Looking back at the week's top stories - as reported by HSJ and its predecessor titles

Published: 19/08/2004, Volume II4, No. 5919 Page

From the Poor Law Officers' Journal, 19 August 1904

While considering the building of a Workhouse Chapel, Mr Laver of the South Storeham Board of Guardians did not think an attendance of 16 hours and 23 minutes in three months on the part of the Chaplain - not including Sundays - was sufficient time for the ministration of the sick.

The Rev CE Matthews, in seconding the motion, said he had held services in the dining hall and certainly thought the Guardians ought to provide a better place for worship. If they desired to build a Chapel to accommodate the inmates, then he believed there were people outside who would subscribe to it.
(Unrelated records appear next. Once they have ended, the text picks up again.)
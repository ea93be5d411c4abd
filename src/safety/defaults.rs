/// Built-in blocklist tables for the command filter.
///
/// Two deliberately separate layers: name rules reject a command in *any*
/// form (there is a dedicated tool the agent should use instead, or the
/// command is flatly too dangerous); pattern rules reject otherwise-safe
/// commands only when specific flag/argument combinations appear.

/// Returns the default pattern blocklist of (regex, reason) tuples.
/// Patterns are matched case-insensitively against the entire raw line.
pub fn default_pattern_rules() -> Vec<(String, String)> {
    vec![
        // Output redirection
        (r"\s+>\s+".into(), "Output redirection is blocked. Use the write_file tool instead".into()),
        (r"\s+>>\s+".into(), "Append redirection is blocked. Use the write_file tool instead".into()),
        (r"\s+2>\s+".into(), "Stderr redirection is blocked. Use the write_file tool instead".into()),
        // Dangerous combinations
        (r"\bkill\s+-9\b".into(), "Forced kill (-9) is blocked".into()),
        (r"\bpkill\s+-9\b".into(), "Forced pkill (-9) is blocked".into()),
        (r"\binit\s+[06]\b".into(), "init 0/6 is blocked".into()),
        (r"\bdd\s+if=".into(), "dd write operations are blocked".into()),
        (r"\bsystemctl\s+(poweroff|reboot|halt)\b".into(), "systemctl power commands are blocked".into()),
        (r"\bshutdown\s+(now|-[hr])".into(), "shutdown commands are blocked".into()),
        (r"\bnetsh\s+advfirewall\b".into(), "Firewall modification is blocked".into()),
        // Package removal
        (r"\bapt(-get)?\s+(remove|purge)\b".into(), "Package removal is blocked".into()),
        (r"\byum\s+(remove|erase)\b".into(), "Package removal is blocked".into()),
        (r"\brpm\s+-e\b".into(), "Package removal is blocked".into()),
        (r"\bpip\s+uninstall\b".into(), "pip uninstall is blocked".into()),
        (r"\bnpm\s+uninstall\b".into(), "npm uninstall is blocked".into()),
        // Archive creation (viewing is allowed)
        (r"\btar\s+.*-c".into(), "Archive creation is blocked (listing with -t is allowed)".into()),
        (r"\bzip\s+-r\b".into(), "zip creation is blocked".into()),
        (r"\b7z\s+a\b".into(), "7z archive creation is blocked".into()),
    ]
}

/// Returns the default name blocklist of (command, reason) tuples.
/// Names match the extracted per-segment command head only, never substrings,
/// so a binary named `mcpserver` does not trip the `cp` rule.
pub fn default_blocked_names() -> Vec<(String, String)> {
    const NAMES: &[(&str, &str)] = &[
        // Deletion (use the delete_file tool instead)
        ("rm", "use the delete_file tool instead"),
        ("rmdir", "use the delete_file tool instead"),
        ("shred", "use the delete_file tool instead"),
        ("del", "use the delete_file tool instead"),
        ("erase", "use the delete_file tool instead"),
        // In-place writes (use the write_file tool instead)
        ("tee", "use the write_file tool instead"),
        // Interactive editors (use the edit_file tool instead)
        ("vi", "use the edit_file tool instead"),
        ("vim", "use the edit_file tool instead"),
        ("nvim", "use the edit_file tool instead"),
        ("nano", "use the edit_file tool instead"),
        ("emacs", "use the edit_file tool instead"),
        ("ed", "use the edit_file tool instead"),
        ("notepad", "use the edit_file tool instead"),
        // Move/rename (use the move_file tool instead)
        ("mv", "use the move_file tool instead"),
        ("rename", "use the move_file tool instead"),
        ("ren", "use the move_file tool instead"),
        // Copy (use the copy_file tool instead)
        ("cp", "use the copy_file tool instead"),
        ("xcopy", "use the copy_file tool instead"),
        ("robocopy", "use the copy_file tool instead"),
        // System power control
        ("reboot", "system power commands are not allowed"),
        ("shutdown", "system power commands are not allowed"),
        ("halt", "system power commands are not allowed"),
        ("poweroff", "system power commands are not allowed"),
        // Disk formatting/partitioning
        ("mkfs", "disk formatting is not allowed"),
        ("format", "disk formatting is not allowed"),
        ("fdisk", "disk operations are not allowed"),
        ("parted", "disk operations are not allowed"),
        ("gdisk", "disk operations are not allowed"),
        // Permission/ownership changes
        ("chmod", "permission changes are not allowed"),
        ("chown", "permission changes are not allowed"),
        ("chgrp", "permission changes are not allowed"),
        ("attrib", "permission changes are not allowed"),
        // User account management
        ("useradd", "user account management is not allowed"),
        ("userdel", "user account management is not allowed"),
        ("usermod", "user account management is not allowed"),
        ("passwd", "user account management is not allowed"),
        ("adduser", "user account management is not allowed"),
        ("deluser", "user account management is not allowed"),
        // Forceful process termination (use the kill_process tool instead)
        ("killall", "use the kill_process tool instead"),
        ("taskkill", "use the kill_process tool instead"),
        // Firewall
        ("iptables", "firewall modification is not allowed"),
    ];

    NAMES
        .iter()
        .map(|(n, r)| (n.to_string(), r.to_string()))
        .collect()
}

/// Human-readable category summary of the blocklist, shown by `bashgate rules`.
pub fn blocklist_summary() -> String {
    const CATEGORIES: &[(&str, &str)] = &[
        ("Delete (use delete_file)", "rm, rmdir, del, shred, erase"),
        ("Write (use write_file)", "tee, >, >>, 2>"),
        ("Edit (use edit_file)", "vim, nano, vi, emacs, ed, notepad"),
        ("Move (use move_file)", "mv, rename, ren"),
        ("Copy (use copy_file)", "cp, xcopy, robocopy"),
        ("System power", "reboot, shutdown, halt, poweroff, init 0/6"),
        ("Disk tools", "mkfs, fdisk, format, parted, gdisk, dd if="),
        ("Permissions", "chmod, chown, chgrp, attrib"),
        ("User accounts", "useradd, userdel, passwd, adduser, deluser"),
        ("Process kill (use kill_process)", "killall, taskkill, kill -9"),
        ("Firewall", "iptables, netsh advfirewall"),
        ("Package removal", "apt remove, yum remove, rpm -e, pip/npm uninstall"),
        ("Archive creation (viewing allowed)", "tar -c, zip -r, 7z a"),
    ];

    CATEGORIES
        .iter()
        .map(|(cat, cmds)| format!("  {cat}: {cmds}"))
        .collect::<Vec<_>>()
        .join("\n")
}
From the Hospital and Social Services Journal , 20 August 1954

Six years of the NHS and still the same outpatient problem. This is the immediate reaction to the recent Ministry of Health memorandum on this much discussed but much less alleviated problem.

In it the Minister calls, as his predecessors have done, for universal and more efficiently run appointments systems, punctuality on the part of both doctor and patient (to eliminate the fault of the former to turn up too late and the latter too early), responsible administration of outpatient arrangements, care in reception, and the development of better hospital public relations.

From the Health Service Journal, 18 August 1994

Health professionals last week backed Labour's calls for a royal commission to unravel the current tangle of responsibilities for continuing care.

The move follows the Department of Health's publication of draft guidelines on long-term health and social care. Critics claim these are vague and fail to end confusion.

Concern remains that the lack of detail will still allow the discharge of patients to private nursing homes where they would have to contribute funds.